If you've ever built a custom module in the HubSpot CMS, there's a good chance you noticed that it wasn't possible to create fields that a content editor could duplicate or subtract from a module. Sure, you could add toggles to allow editors to keep fields from appearing in the markup and display of a page. And, if you added enough of them you could simulate something like a module that switches between 2, 3, or 4 columns. If you ever tried this you're probably well aware that the editing experience for this sort of thing was... not awesome.

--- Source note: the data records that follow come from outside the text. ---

//! # Declaration Schema and Settings
//!
//! This module defines the data structures that represent declaration units
//! (`_map.yaml`, `_map.yml`, `_map.json`) and the settings object a build
//! pipeline passes to `packmap apply`, together with the logic for parsing
//! them.
//!
//! ## Declaration units
//!
//! ```yaml
//! map:
//!   - source: sword.item.png
//!     target: ":autoFlat"
//!   - source: sword.json
//!     target: BP/items/sword.json
//!     jsonTemplate: true
//!     onConflict: merge
//!     scope:
//!       damage: 7
//! scripts:
//!   - sword.ts
//! ```
//!
//! `map` and `scripts` are also accepted in upper case (`MAP`, `SCRIPTS`).
//! A rule's `target` is either a string (a path, `:auto` or `:autoFlat`) or
//! a mapping with `path`, `subpath` and `name` parts (`directory` and
//! `filename` are accepted as aliases). Unknown fields are rejected so that
//! typos surface at load time instead of being silently ignored.
//!
//! ## Settings
//!
//! ```json
//! {"scope": {"namespace": "demo"}, "autoMap": "auto_map.yaml",
//!  "bundler": {"command": "esbuild", "args": ["--bundle"]}}
//! ```

use std::fmt;

use serde::{Deserialize, Serialize};
use serde_json::{Map, Value as JsonValue};

use crate::defaults;
use crate::error::{Error, Result};

/// What to do when a rule's target already exists
#[derive(Debug, Clone, Copy, PartialEq, Eq, Default, Serialize, Deserialize)]
#[serde(rename_all = "camelCase")]
pub enum ConflictPolicy {
    /// Fail the rule
    #[default]
    Stop,
    /// Leave the existing file alone
    Skip,
    /// Deep merge the source into the existing file
    Merge,
    /// Replace the existing file
    Overwrite,
    /// Insert the source text before the existing text
    AppendStart,
    /// Add the source text after the existing text
    AppendEnd,
}

impl ConflictPolicy {
    pub fn as_str(&self) -> &'static str {
        match self {
            ConflictPolicy::Stop => "stop",
            ConflictPolicy::Skip => "skip",
            ConflictPolicy::Merge => "merge",
            ConflictPolicy::Overwrite => "overwrite",
            ConflictPolicy::AppendStart => "appendStart",
            ConflictPolicy::AppendEnd => "appendEnd",
        }
    }
}

impl fmt::Display for ConflictPolicy {
    fn fmt(&self, f: &mut fmt::Formatter<'_>) -> fmt::Result {
        f.write_str(self.as_str())
    }
}

/// The `target` of a rule as written in a declaration unit
#[derive(Debug, Clone, PartialEq, Eq, Serialize, Deserialize)]
#[serde(untagged)]
pub enum TargetDecl {
    /// A path, `:auto` or `:autoFlat`
    Path(String),
    /// Separate path, subpath and name parts
    Structured(StructuredTargetDecl),
}

/// A target split into parts; missing `path` and `name` default to `:auto`
#[derive(Debug, Clone, Default, PartialEq, Eq, Serialize, Deserialize)]
#[serde(deny_unknown_fields)]
pub struct StructuredTargetDecl {
    #[serde(default, alias = "directory", skip_serializing_if = "Option::is_none")]
    pub path: Option<String>,
    #[serde(default, skip_serializing_if = "Option::is_none")]
    pub subpath: Option<String>,
    #[serde(default, alias = "filename", skip_serializing_if = "Option::is_none")]
    pub name: Option<String>,
}

/// One rule as written in a declaration unit
#[derive(Debug, Clone, PartialEq, Serialize, Deserialize)]
#[serde(rename_all = "camelCase", deny_unknown_fields)]
pub struct RuleDecl {
    /// Source path or glob, relative to the declaration unit
    pub source: String,
    pub target: TargetDecl,
    #[serde(default)]
    pub json_template: bool,
    #[serde(default)]
    pub text_template: bool,
    #[serde(default)]
    pub on_conflict: ConflictPolicy,
    /// Overrides the file type otherwise taken from the extension
    #[serde(default, skip_serializing_if = "Option::is_none")]
    pub file_type: Option<String>,
    /// Variables for template expressions, layered over the global scope
    #[serde(default)]
    pub scope: Map<String, JsonValue>,
}

/// Contents of one declaration unit
#[derive(Debug, Clone, Default, PartialEq, Serialize, Deserialize)]
#[serde(deny_unknown_fields)]
pub struct DeclarationUnit {
    #[serde(default, alias = "MAP")]
    pub map: Vec<RuleDecl>,
    /// Script references, relative to the declaration unit
    #[serde(default, alias = "SCRIPTS")]
    pub scripts: Vec<String>,
}

impl DeclarationUnit {
    pub fn is_empty(&self) -> bool {
        self.map.is_empty() && self.scripts.is_empty()
    }
}

/// Settings passed to `packmap apply` as a JSON argument
#[derive(Debug, Clone, Default, PartialEq, Serialize, Deserialize)]
#[serde(rename_all = "camelCase", default)]
pub struct Settings {
    /// Global scope for template expressions
    pub scope: Map<String, JsonValue>,
    /// Auto-map table location, relative to the working directory
    #[serde(skip_serializing_if = "Option::is_none")]
    pub auto_map: Option<String>,
    #[serde(skip_serializing_if = "Option::is_none")]
    pub bundler: Option<BundlerSettings>,
}

/// External command that bundles the declared scripts
#[derive(Debug, Clone, PartialEq, Serialize, Deserialize)]
#[serde(rename_all = "camelCase")]
pub struct BundlerSettings {
    pub command: String,
    /// Extra arguments placed before the entry file
    #[serde(default)]
    pub args: Vec<String>,
    /// Bundle location, relative to the working directory
    #[serde(default = "default_outfile")]
    pub outfile: String,
    /// Bundle location relative to `ROOT_DIR`; takes precedence over `outfile`
    #[serde(default, skip_serializing_if = "Option::is_none")]
    pub build_path: Option<String>,
}

/// Default bundle location
///
/// ```
/// use packmap::config::default_outfile;
///
/// assert_eq!(default_outfile(), "BP/scripts/main.js");
/// ```
pub fn default_outfile() -> String {
    defaults::DEFAULT_OUTFILE.to_string()
}

/// Parse a declaration unit; `.json` files are read as JSON, others as YAML
pub fn parse_unit(content: &str, path: &str) -> Result<DeclarationUnit> {
    let parsed = if path.to_lowercase().ends_with(".json") {
        serde_json::from_str::<Option<DeclarationUnit>>(content).map_err(|e| e.to_string())
    } else {
        serde_yaml::from_str::<Option<DeclarationUnit>>(content).map_err(|e| e.to_string())
    };

    match parsed {
        Ok(unit) => Ok(unit.unwrap_or_default()),
        Err(message) => {
            let hint = if message.contains("unknown field") {
                Some(
                    "rule fields are source, target, jsonTemplate, textTemplate, onConflict, fileType and scope"
                        .to_string(),
                )
            } else if message.contains("unknown variant") {
                Some(
                    "onConflict must be one of stop, skip, merge, overwrite, appendStart, appendEnd"
                        .to_string(),
                )
            } else {
                None
            };
            Err(Error::Declaration {
                path: path.to_string(),
                message,
                hint,
            })
        }
    }
}

/// Parse the settings JSON
pub fn parse_settings(json: &str) -> Result<Settings> {
    if json.trim().is_empty() {
        return Ok(Settings::default());
    }
    serde_json::from_str(json).map_err(|err| Error::Declaration {
        path: "settings".to_string(),
        message: err.to_string(),
        hint: None,
    })
}

/// Parse a JSON object used as global scope
pub fn parse_scope(json: &str) -> Result<Map<String, JsonValue>> {
    match serde_json::from_str::<JsonValue>(json)? {
        JsonValue::Object(map) => Ok(map),
        other => Err(Error::Declaration {
            path: "scope".to_string(),
            message: format!("scope must be a JSON object, got {}", other),
            hint: None,
        }),
    }
}

#[cfg(test)]
mod tests {
    use super::*;
    use serde_json::json;

    #[test]
    fn test_parse_unit_full_rule() {
        let yaml = r#"
map:
  - source: sword.json
    target: BP/items/sword.json
    jsonTemplate: true
    onConflict: appendEnd
    fileType: json
    scope:
      damage: 7
scripts:
  - sword.ts
"#;
        let unit = parse_unit(yaml, "_map.yaml").unwrap();
        assert_eq!(unit.map.len(), 1);
        let rule = &unit.map[0];
        assert_eq!(rule.source, "sword.json");
        assert_eq!(rule.target, TargetDecl::Path("BP/items/sword.json".into()));
        assert!(rule.json_template);
        assert!(!rule.text_template);
        assert_eq!(rule.on_conflict, ConflictPolicy::AppendEnd);
        assert_eq!(rule.file_type.as_deref(), Some("json"));
        assert_eq!(rule.scope.get("damage"), Some(&json!(7)));
        assert_eq!(unit.scripts, vec!["sword.ts"]);
    }

    #[test]
    fn test_parse_unit_defaults() {
        let unit = parse_unit("map:\n  - source: a.png\n    target: ':auto'\n", "_map.yml").unwrap();
        let rule = &unit.map[0];
        assert_eq!(rule.on_conflict, ConflictPolicy::Stop);
        assert!(rule.scope.is_empty());
        assert!(unit.scripts.is_empty());
    }

    #[test]
    fn test_parse_unit_upper_case_keys() {
        let unit = parse_unit("MAP: []\nSCRIPTS: [a.ts]\n", "_map.yaml").unwrap();
        assert_eq!(unit.scripts, vec!["a.ts"]);
    }

    #[test]
    fn test_parse_unit_structured_target() {
        let yaml = r#"
map:
  - source: a.geo.json
    target:
      directory: RP/models/custom
      subpath: ":auto"
  - source: b.png
    target:
      filename: b_renamed.png
"#;
        let unit = parse_unit(yaml, "_map.yaml").unwrap();
        assert_eq!(
            unit.map[0].target,
            TargetDecl::Structured(StructuredTargetDecl {
                path: Some("RP/models/custom".into()),
                subpath: Some(":auto".into()),
                name: None,
            })
        );
        assert_eq!(
            unit.map[1].target,
            TargetDecl::Structured(StructuredTargetDecl {
                path: None,
                subpath: None,
                name: Some("b_renamed.png".into()),
            })
        );
    }

    #[test]
    fn test_parse_unit_json() {
        let json = r#"{"map": [{"source": "a.json", "target": "BP/a.json", "onConflict": "merge"}]}"#;
        let unit = parse_unit(json, "_map.json").unwrap();
        assert_eq!(unit.map[0].on_conflict, ConflictPolicy::Merge);
    }

    #[test]
    fn test_parse_unit_empty_file() {
        let unit = parse_unit("", "_map.yaml").unwrap();
        assert!(unit.is_empty());
    }

    #[test]
    fn test_unknown_field_rejected_with_hint() {
        let yaml = "map:\n  - source: a\n    target: BP/a\n    onConflit: merge\n";
        let err = parse_unit(yaml, "mod/_map.yaml").unwrap_err();
        let display = err.to_string();
        assert!(display.contains("mod/_map.yaml"));
        assert!(display.contains("unknown field"));
        assert!(display.contains("hint"));
    }

    #[test]
    fn test_unknown_conflict_policy_rejected() {
        let yaml = "map:\n  - source: a\n    target: BP/a\n    onConflict: replace\n";
        let err = parse_unit(yaml, "_map.yaml").unwrap_err();
        assert!(matches!(err, Error::Declaration { hint: Some(_), .. }));
    }

    #[test]
    fn test_missing_target_rejected() {
        assert!(parse_unit("map:\n  - source: a\n", "_map.yaml").is_err());
    }

    #[test]
    fn test_conflict_policy_names() {
        for policy in [
            ConflictPolicy::Stop,
            ConflictPolicy::Skip,
            ConflictPolicy::Merge,
            ConflictPolicy::Overwrite,
            ConflictPolicy::AppendStart,
            ConflictPolicy::AppendEnd,
        ] {
            let json = serde_json::to_string(&policy).unwrap();
            assert_eq!(json, format!("\"{}\"", policy));
        }
    }

    #[test]
    fn test_parse_settings() {
        let settings = parse_settings(
            r#"{"scope": {"ns": "demo"}, "autoMap": "maps/auto.yaml",
                "bundler": {"command": "esbuild", "args": ["--bundle"], "buildPath": "out/main.js"}}"#,
        )
        .unwrap();
        assert_eq!(settings.scope.get("ns"), Some(&json!("demo")));
        assert_eq!(settings.auto_map.as_deref(), Some("maps/auto.yaml"));
        let bundler = settings.bundler.unwrap();
        assert_eq!(bundler.command, "esbuild");
        assert_eq!(bundler.outfile, "BP/scripts/main.js");
        assert_eq!(bundler.build_path.as_deref(), Some("out/main.js"));
    }

    #[test]
    fn test_parse_settings_empty() {
        assert_eq!(parse_settings("  ").unwrap(), Settings::default());
        assert_eq!(parse_settings("{}").unwrap(), Settings::default());
    }

    #[test]
    fn test_parse_scope() {
        assert_eq!(parse_scope(r#"{"a": 1}"#).unwrap().get("a"), Some(&json!(1)));
        assert!(parse_scope("[1]").is_err());
        assert!(parse_scope("{").is_err());
    }
}
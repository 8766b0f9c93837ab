//! # CLI Command Implementations
//!
//! Each subcommand of `packmap` lives in its own file with an `Args` struct
//! derived with `clap` and an `execute` function that calls into the
//! `packmap` library.

pub mod apply;
pub mod validate;
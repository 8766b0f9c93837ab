//! Structural merge of JSON-like data trees
//!
//! This module provides the deep merge used by `onConflict: merge` rules.
//! Two trees are combined recursively; wherever they cannot be combined the
//! value from the second tree (`b`) wins.
//!
//! ## Rules
//!
//! - Values of different kinds (scalar, object, list, absent): `b` wins.
//! - Objects: the union of keys, `a`'s key order first followed by the keys
//!   only present in `b`. Shared keys are merged recursively.
//! - Lists: combined according to a [`ListMergePolicy`].
//! - `null` is an ordinary scalar; it overwrites and is overwritten.
//!
//! ## Example
//!
//! ```
//! use packmap::merge::{merge, ListMergePolicy};
//! use serde_json::json;
//!
//! let a = json!({"tags": ["a"], "name": "old"});
//! let b = json!({"tags": ["b"], "size": 2});
//! let merged = merge(&a, &b, ListMergePolicy::Append);
//! assert_eq!(merged, json!({"tags": ["a", "b"], "name": "old", "size": 2}));
//! ```

pub mod json;

use serde_json::{Map, Value};

/// File types whose content can be deep merged
pub const MERGEABLE_TYPES: &[&str] = &["json", "material"];

/// Whether a file type tag belongs to the mergeable set
pub fn is_mergeable(file_type: &str) -> bool {
    MERGEABLE_TYPES.contains(&file_type)
}

/// Policy for combining two lists during a deep merge
#[derive(Clone, Copy, Debug, PartialEq, Eq, Default)]
pub enum ListMergePolicy {
    /// Result has the length of the longer list
    #[default]
    GreaterLength,
    /// Result has the length of the shorter list
    SmallerLength,
    /// Result has the length of `b`
    BLength,
    /// Items of `b` are appended after the items of `a`
    Append,
}

/// Merge `b` into `a` and return the combined tree.
///
/// Neither input is modified.
pub fn merge(a: &Value, b: &Value, policy: ListMergePolicy) -> Value {
    match (a, b) {
        (Value::Object(a), Value::Object(b)) => Value::Object(merge_maps(a, b, policy)),
        (Value::Array(a), Value::Array(b)) => Value::Array(merge_lists(a, b, policy)),
        _ => b.clone(),
    }
}

/// Merge two values where either side may be absent.
///
/// An absent `b` keeps `a`; an absent `a` takes `b`; two absent values stay
/// absent.
pub fn merge_optional(a: Option<&Value>, b: Option<&Value>, policy: ListMergePolicy) -> Option<Value> {
    match (a, b) {
        (Some(a), Some(b)) => Some(merge(a, b, policy)),
        (Some(only), None) | (None, Some(only)) => Some(only.clone()),
        (None, None) => None,
    }
}

fn merge_maps(a: &Map<String, Value>, b: &Map<String, Value>, policy: ListMergePolicy) -> Map<String, Value> {
    let mut result = Map::new();

    for (key, a_value) in a {
        let merged = match b.get(key) {
            Some(b_value) => merge(a_value, b_value, policy),
            None => a_value.clone(),
        };
        result.insert(key.clone(), merged);
    }
    for (key, b_value) in b {
        if !a.contains_key(key) {
            result.insert(key.clone(), b_value.clone());
        }
    }

    result
}

fn merge_lists(a: &[Value], b: &[Value], policy: ListMergePolicy) -> Vec<Value> {
    let len = match policy {
        ListMergePolicy::GreaterLength => a.len().max(b.len()),
        ListMergePolicy::SmallerLength => a.len().min(b.len()),
        ListMergePolicy::BLength => b.len(),
        ListMergePolicy::Append => return a.iter().chain(b.iter()).cloned().collect(),
    };

    (0..len)
        .filter_map(|i| merge_optional(a.get(i), b.get(i), policy))
        .collect()
}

Well, good news folks. Repeating fields are here. Actually repeating groups of fields are too, which is where things really get interesting. You can now build complex and flexible modules that won't cause your site editors to recoil in horror. The process is pretty straightforward. First you turn on the new Repeater Options switch for a field or group of fields. Then in the HTML + HUBL section of the module editor you loop through the field and plug tokens into your markup. If you'd like to skip ahead to the reference docs on this subject, they can be found here.
How it works
Let's take a quick look at this process in the context of a typical module and get a feel for how it works. Since we used a multi-column module as an example of something that was formerly tricky to pull off, let's go ahead and use that example to show how things have changed.
The screenshot below is the finished result of our multi column content module. Each box has a headline, content, and a button to click through for more info.
This layout itself isn't too groundbreaking, we could have built something like this with the old module framework. The exciting bits are in the editing experience. If we take a look at this module from a content editors perspective, we can immediately see the intuitive flexibility that the new module framework affords us. The screenshot below shows three boxes and their representation in the module drawer.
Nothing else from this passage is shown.